A l’occasion des transferts des compétences eau et assainissement, de nombreuses intercommunalités continuent de s’interroger sur la possibilité d’instaurer des tarifs différents sur certaines zones de leur territoire communautaire.
La jurisprudence est clairement établie sur cette question et vient d’être confirmée, une nouvelle fois, par le Conseil d’Etat (CE, 22 octobre 2021, n°436256).
Comme pour tout service public, les services publics d’eau et assainissement, qualifiés comme tels par le code général des collectivités territoriales, doivent répondre au principe d’égalité de traitement entre usagers d’un même service public. Ce principe qui a été reconnu comme un principe à valeur constitutionnelle (DC, 12 juillet 1979, Pont-à-péage, n°79-107) et comme principe général du droit (CE sect., 9 mars 1951, Sté des concerts du conservatoire, n°92004) signifie que chaque personne étant dans la même situation vis-à-vis du service public doit recevoir le même traitement.
Dans son rapport public annuel de 2015, la Cour des Comptes a ainsi précisé que des modes de gestion différenciées pouvaient être admis ainsi que des tarifs différenciés à la condition que cela n’entraine pas une rupture de l’égalité de traitement des usagers devant le service public.
Comme tout principe, ce principe d’égalité devant le service public connaît des aménagements qui ne peuvent être qualifiés d’exceptions puisqu’ils sont justifiés par le fait que les usagers ne sont pas dans la même situation vis-à-vis du service public.
Le Conseil d’Etat a ainsi reconnu trois situations dans lesquels des différences tarifaires pouvaient être justifiées (CE sect., 10 mai 1974, Denoyez et Chorques, n°88148 et n°88032) :
- la loi le prévoit,
- il existe entre les usagers une différence de situation appréciable par rapport à l’objet du service,
- l’intérêt du service en rapport avec les conditions d’exploitation du service.
Ainsi dans la décision précitée, le Conseil d’Etat a retenu la légalité d’une délibération qui retenait une tarification différente pour le péage de l’île de Ré entre les résidents permanents de l’île et les habitants du continent y compris les propriétaires d’une résidence secondaire. En revanche, il n’a pas retenu l’existence d’une différence de situation appréciable entre les résidents du département qui bénéficiaient d’une tarification plus favorable et les autres résidents du continent.

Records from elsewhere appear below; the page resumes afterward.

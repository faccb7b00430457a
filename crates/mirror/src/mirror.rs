//! DomMirror - keeps a NodeRegistry in sync with one remote document
//!
//! ## Concurrency
//!
//! ```text
//! events  ──► apply_event ──┐
//!                           ├─► Mutex<MirrorState> ──► broadcast<MirrorUpdate>
//! queries ──► transport ────┘        (generation)
//! ```
//!
//! The state lock is never held across an await. Every async operation
//! records the generation before its first command and re-checks it under
//! the lock when the response arrives; a mismatch means the document was
//! reset in between and the result is discarded as [`DomError::Stale`].

use crate::descriptor::NodeDescriptor;
use crate::error::{DomError, Result};
use crate::events::{DomEvent, MirrorUpdate};
use crate::node::MirrorNode;
use crate::registry::{InsertAt, NodeRegistry};
use crate::serializer::{DomSerializer, SerializedNode, SerializerConfig};
use crate::transport::DomTransport;
use crate::types::{DomRect, Quad, RemoteObjectId, StableId, VolatileId};
use cdp::{CDPEvent, CDPSession};
use parking_lot::Mutex;
use serde::{Deserialize, Serialize};
use serde_json::{json, Value};
use std::sync::Arc;
use tokio::sync::{broadcast, mpsc};
use tokio::task::JoinHandle;
use tracing::{debug, error, info, warn};

/// Mirror configuration
#[derive(Debug, Clone, Serialize, Deserialize)]
pub struct MirrorConfig {
    /// Tag carried in every log line of this mirror
    pub id: String,
    /// `depth` passed to `DOM.getDocument`; -1 fetches the whole tree
    pub fetch_depth: i32,
    /// Descend into iframes and shadow roots when fetching
    pub pierce: bool,
    /// Send `DOM.enable` before the first fetch
    pub enable_domain: bool,
    /// Refetch the document automatically after `DOM.documentUpdated`
    pub refetch_on_invalidate: bool,
    /// Capacity of the update broadcast channel
    pub update_capacity: usize,
}

impl Default for MirrorConfig {
    fn default() -> Self {
        Self {
            id: uuid::Uuid::new_v4().to_string(),
            fetch_depth: -1,
            pierce: true,
            enable_domain: true,
            refetch_on_invalidate: true,
            update_capacity: 1024,
        }
    }
}

/// Lifecycle of the mirrored document
#[derive(Debug, Clone, Copy, PartialEq, Eq, Serialize, Deserialize)]
pub enum MirrorPhase {
    /// Nothing fetched yet
    Empty,
    /// Document discarded or being fetched; the registry is empty
    Loading,
    Ready,
}

/// Who initiated a write
#[derive(Debug, Clone, Copy, PartialEq, Eq)]
pub enum WriteOrigin {
    /// Forward to the remote side first, then mirror locally
    Local,
    /// Already happened remotely; only mirror it
    Remote,
}

/// A node named by either identity
#[derive(Debug, Clone, Copy, PartialEq, Eq)]
pub enum NodeRef {
    Volatile(VolatileId),
    Stable(StableId),
}

struct MirrorState {
    registry: NodeRegistry,
    phase: MirrorPhase,
    generation: u64,
}

impl MirrorState {
    fn check(&self, started: u64) -> Result<()> {
        if self.generation == started {
            Ok(())
        } else {
            Err(DomError::Stale {
                started,
                current: self.generation,
            })
        }
    }
}

/// Live mirror of one document
pub struct DomMirror<T: DomTransport> {
    config: MirrorConfig,
    transport: Arc<T>,
    state: Mutex<MirrorState>,
    updates: broadcast::Sender<MirrorUpdate>,
}
//! Sync plan construction and application.

use serde::{Deserialize, Serialize};
use std::fs;
use std::path::Path;

use super::pattern::matches_any;
use super::{Change, ChangeKind};

#[derive(Debug, Clone, Copy, PartialEq, Eq, Serialize, Deserialize)]
#[serde(rename_all = "lowercase")]
pub enum ActionStatus {
    Planned,
    Applied,
    Skipped,
    Failed,
}

impl ActionStatus {
    pub fn as_str(&self) -> &'static str {
        match self {
            ActionStatus::Planned => "planned",
            ActionStatus::Applied => "applied",
            ActionStatus::Skipped => "skipped",
            ActionStatus::Failed => "failed",
        }
    }
}

/// One planned file operation with its outcome.
#[derive(Debug, Clone, Serialize, Deserialize)]
pub struct SyncAction {
    pub change: Change,
    pub status: ActionStatus,
    #[serde(skip_serializing_if = "Option::is_none")]
    pub error: Option<String>,
}

/// Per-kind and per-outcome counts for a plan.
#[derive(Debug, Clone, Default, PartialEq, Eq, Serialize)]
pub struct SyncSummary {
    pub new: usize,
    pub modified: usize,
    pub deleted: usize,
    pub skipped: usize,
    pub applied: usize,
    pub failed: usize,
}

impl std::fmt::Display for SyncSummary {
    fn fmt(&self, f: &mut std::fmt::Formatter<'_>) -> std::fmt::Result {
        write!(
            f,
            "{} new, {} modified, {} deleted, {} skipped ({} applied, {} failed)",
            self.new, self.modified, self.deleted, self.skipped, self.applied, self.failed
        )
    }
}

/// Ordered set of actions realizing a sync. Ordering follows the sorted
/// diff output.
#[derive(Debug, Clone, Serialize)]
pub struct SyncPlan {
    pub actions: Vec<SyncAction>,
}

impl SyncPlan {
    pub fn is_empty(&self) -> bool {
        self.actions.is_empty()
    }

    /// Kind counts exclude skipped actions; Skipped/Applied/Failed count
    /// outcomes.
    pub fn summary(&self) -> SyncSummary {
        let mut summary = SyncSummary::default();
        for action in &self.actions {
            if action.status == ActionStatus::Skipped {
                summary.skipped += 1;
                continue;
            }
            match action.change.kind {
                ChangeKind::New => summary.new += 1,
                ChangeKind::Mod => summary.modified += 1,
                ChangeKind::Del => summary.deleted += 1,
            }
            match action.status {
                ActionStatus::Applied => summary.applied += 1,
                ActionStatus::Failed => summary.failed += 1,
                ActionStatus::Planned | ActionStatus::Skipped => {}
            }
        }
        summary
    }
}

/// Turn diff output into a plan, filtering by patterns and re-labeling
/// deletions as Skipped when they are disallowed.
pub fn build_plan(changes: Vec<Change>, patterns: &[String], allow_delete: bool) -> SyncPlan {
    let actions = changes
        .into_iter()
        .filter(|c| matches_any(&c.path, patterns))
        .map(|change| {
            let status = if change.kind == ChangeKind::Del && !allow_delete {
                ActionStatus::Skipped
            } else {
                ActionStatus::Planned
            };
            SyncAction {
                change,
                status,
                error: None,
            }
        })
        .collect();
    SyncPlan { actions }
}

/// Realize a plan against the destination tree. Each file is its own unit:
/// a failure marks that action Failed and processing continues. Dry-run
/// leaves every action and the filesystem untouched.
pub fn apply_plan(
    plan: &mut SyncPlan,
    source_root: &Path,
    dest_root: &Path,
    dry_run: bool,
) -> SyncSummary {
    if dry_run {
        tracing::info!("Dry-run: {} actions left unapplied", plan.actions.len());
        return plan.summary();
    }

    for action in &mut plan.actions {
        if action.status != ActionStatus::Planned {
            continue;
        }
        let result = match action.change.kind {
            ChangeKind::New | ChangeKind::Mod => {
                copy_file(source_root, dest_root, &action.change.path)
            }
            ChangeKind::Del => delete_file(dest_root, &action.change.path),
        };
        match result {
            Ok(()) => action.status = ActionStatus::Applied,
            Err(e) => {
                tracing::warn!("Sync of {} failed: {}", action.change.path, e);
                action.status = ActionStatus::Failed;
                action.error = Some(e);
            }
        }
    }

    let summary = plan.summary();
    tracing::info!(
        "Applied plan: {} applied, {} skipped, {} failed",
        summary.applied,
        summary.skipped,
        summary.failed
    );
    summary
}

/// Copy preserving mode; parent directories are created as needed.
fn copy_file(source_root: &Path, dest_root: &Path, rel: &str) -> Result<(), String> {
    let src = source_root.join(rel);
    let dst = dest_root.join(rel);
    if let Some(parent) = dst.parent() {
        fs::create_dir_all(parent).map_err(|e| format!("create {:?}: {}", parent, e))?;
    }
    fs::copy(&src, &dst).map_err(|e| format!("copy {:?}: {}", src, e))?;
    Ok(())
}

/// Remove the destination file; a missing file is not an error.
fn delete_file(dest_root: &Path, rel: &str) -> Result<(), String> {
    let dst = dest_root.join(rel);
    match fs::remove_file(&dst) {
        Ok(()) => Ok(()),
        Err(e) if e.kind() == std::io::ErrorKind::NotFound => Ok(()),
        Err(e) => Err(format!("remove {:?}: {}", dst, e)),
    }
}

#[cfg(test)]
mod tests {
    use super::*;
    use crate::sync::diff_trees;
    use std::fs;
    use tempfile::TempDir;

    fn tree(files: &[(&str, &str)]) -> TempDir {
        let dir = TempDir::new().unwrap();
        for (path, content) in files {
            let full = dir.path().join(path);
            if let Some(parent) = full.parent() {
                fs::create_dir_all(parent).unwrap();
            }
            fs::write(full, content).unwrap();
        }
        dir
    }

    fn mixed_trees() -> (TempDir, TempDir) {
        let a = tree(&[("a.txt", "x"), ("b.txt", "y2"), ("c.txt", "z")]);
        let b = tree(&[("b.txt", "y1"), ("d.txt", "w")]);
        (a, b)
    }

    #[test]
    fn deletions_disallowed_become_skipped() {
        let (a, b) = mixed_trees();
        let changes = diff_trees(a.path(), b.path()).unwrap();
        let plan = build_plan(changes, &["**".to_string()], false);

        let statuses: Vec<(&str, ActionStatus)> = plan
            .actions
            .iter()
            .map(|x| (x.change.path.as_str(), x.status))
            .collect();
        assert_eq!(
            statuses,
            vec![
                ("a.txt", ActionStatus::Planned),
                ("b.txt", ActionStatus::Planned),
                ("c.txt", ActionStatus::Planned),
                ("d.txt", ActionStatus::Skipped),
            ]
        );

        let summary = plan.summary();
        assert_eq!(summary.new, 2);
        assert_eq!(summary.modified, 1);
        assert_eq!(summary.deleted, 0);
        assert_eq!(summary.skipped, 1);
    }

    #[test]
    fn dry_run_touches_nothing() {
        let (a, b) = mixed_trees();
        let changes = diff_trees(a.path(), b.path()).unwrap();
        let mut plan = build_plan(changes, &["**".to_string()], false);

        let summary = apply_plan(&mut plan, a.path(), b.path(), true);
        assert_eq!(summary.applied, 0);
        assert!(plan
            .actions
            .iter()
            .all(|x| x.status == ActionStatus::Planned || x.status == ActionStatus::Skipped));

        // Destination unchanged: d.txt still present, a.txt still absent.
        assert!(b.path().join("d.txt").exists());
        assert!(!b.path().join("a.txt").exists());
    }

    #[test]
    fn apply_then_diff_is_empty() {
        let (a, b) = mixed_trees();
        let changes = diff_trees(a.path(), b.path()).unwrap();
        let mut plan = build_plan(changes, &[], true);

        let summary = apply_plan(&mut plan, a.path(), b.path(), false);
        assert_eq!(summary.failed, 0);
        assert_eq!(summary.applied, 4);

        assert!(diff_trees(a.path(), b.path()).unwrap().is_empty());
    }

    #[test]
    fn apply_creates_missing_parents() {
        let a = tree(&[("deep/nested/file.txt", "content")]);
        let b = tree(&[]);
        let changes = diff_trees(a.path(), b.path()).unwrap();
        let mut plan = build_plan(changes, &[], true);

        apply_plan(&mut plan, a.path(), b.path(), false);
        assert_eq!(
            fs::read_to_string(b.path().join("deep/nested/file.txt")).unwrap(),
            "content"
        );
    }

    #[test]
    fn missing_delete_target_is_not_a_failure() {
        let mut plan = SyncPlan {
            actions: vec![SyncAction {
                change: Change::new("ghost.txt", ChangeKind::Del),
                status: ActionStatus::Planned,
                error: None,
            }],
        };
        let dest = TempDir::new().unwrap();
        let src = TempDir::new().unwrap();
        let summary = apply_plan(&mut plan, src.path(), dest.path(), false);
        assert_eq!(summary.applied, 1);
        assert_eq!(summary.failed, 0);
    }

    #[test]
    fn per_file_failure_does_not_stop_the_plan() {
        let a = tree(&[("ok.txt", "fine")]);
        let b = tree(&[]);
        let mut changes = diff_trees(a.path(), b.path()).unwrap();
        // Inject a change whose source does not exist.
        changes.insert(0, Change::new("missing.txt", ChangeKind::New));
        let mut plan = build_plan(changes, &[], true);

        let summary = apply_plan(&mut plan, a.path(), b.path(), false);
        assert_eq!(summary.failed, 1);
        assert_eq!(summary.applied, 1);
        assert!(b.path().join("ok.txt").exists());

        let failed = &plan.actions[0];
        assert_eq!(failed.status, ActionStatus::Failed);
        assert!(failed.error.is_some());
    }

    #[test]
    fn summary_displays_on_one_line() {
        let summary = SyncSummary {
            new: 2,
            modified: 1,
            deleted: 0,
            skipped: 1,
            applied: 3,
            failed: 0,
        };
        assert_eq!(
            summary.to_string(),
            "2 new, 1 modified, 0 deleted, 1 skipped (3 applied, 0 failed)"
        );
    }

    #[test]
    fn pattern_filter_limits_the_plan() {
        let (a, b) = mixed_trees();
        let changes = diff_trees(a.path(), b.path()).unwrap();
        let plan = build_plan(changes, &["a.txt".to_string()], true);
        assert_eq!(plan.actions.len(), 1);
        assert_eq!(plan.actions[0].change.path, "a.txt");
    }
}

La même grille de lecture a été retenue par la Cour administrative d’appel de Marseille s’agissant des tarifs d’une navette desservant des îles (CAA Marseille, 13 juin 2016, n°15MA00808).
Le juge administratif a également estimé que des agents communaux n’étaient pas dans des situations différentes vis-à-vis du service public justifiant une différence tarifaire (CAA Paris, 2 juillet 2020, n°09PA00974).
S’agissant plus précisément des tarifs d’eau et d’assainissement, le Conseil d’Etat a reconnu la légalité d’une différenciation tarifaire fondée sur le coût d’extension du réseau pour la desserte d’un quartier et les conditions d’exploitation dudit service qui étaient liées à la vocation touristique du périmètre s’agissant du quartier de « Narbonne plage » (CE, 26 juillet 1996, Association Narbonne Libertés, n°130363).
Il a également reconnu la possibilité d’une tarification spécifique pour les détenteurs d’une piscine privée qui n’ont pas les mêmes besoins en alimentation que les autres usagers du service d’eau (CE, 14 janvier 1991, n°73746).
Enfin récemment, le juge administratif a reconnu la possibilité d’un micro-zonage relatif à 5 habitations en se fondant sur le fait que ces habitations étaient raccordées à une station d’épuration avant la construction du réseau d’assainissement permettant le raccordement des autres habitations de la commune. Les résidents de ces 5 habitations pouvaient alors bénéficier d’un tarif correspondant au seul coût de fonctionnement des installations existantes et non au coût de remboursement des travaux de construction du réseau d’assainissement (CE, 22 octobre 2021, n°436256).
Il reste donc possible de maintenir des zonages tarifaires dans le temps à la condition que ce dernier soit justifié par des différences de situation des usagers. Il convient de rester extrêmement prudent dans les critères retenus pour justifier cette différence de situation dès lors que le juge procède à une appréciation au cas par cas.
En outre, la généralisation, par la loi Engagement et proximité du 27 décembre 2019, de la possibilité d’instaurer une tarification sociale de l’eau fondée sur la composition et les revenus des foyers permet de justifier de nouvelles différences tarifaires.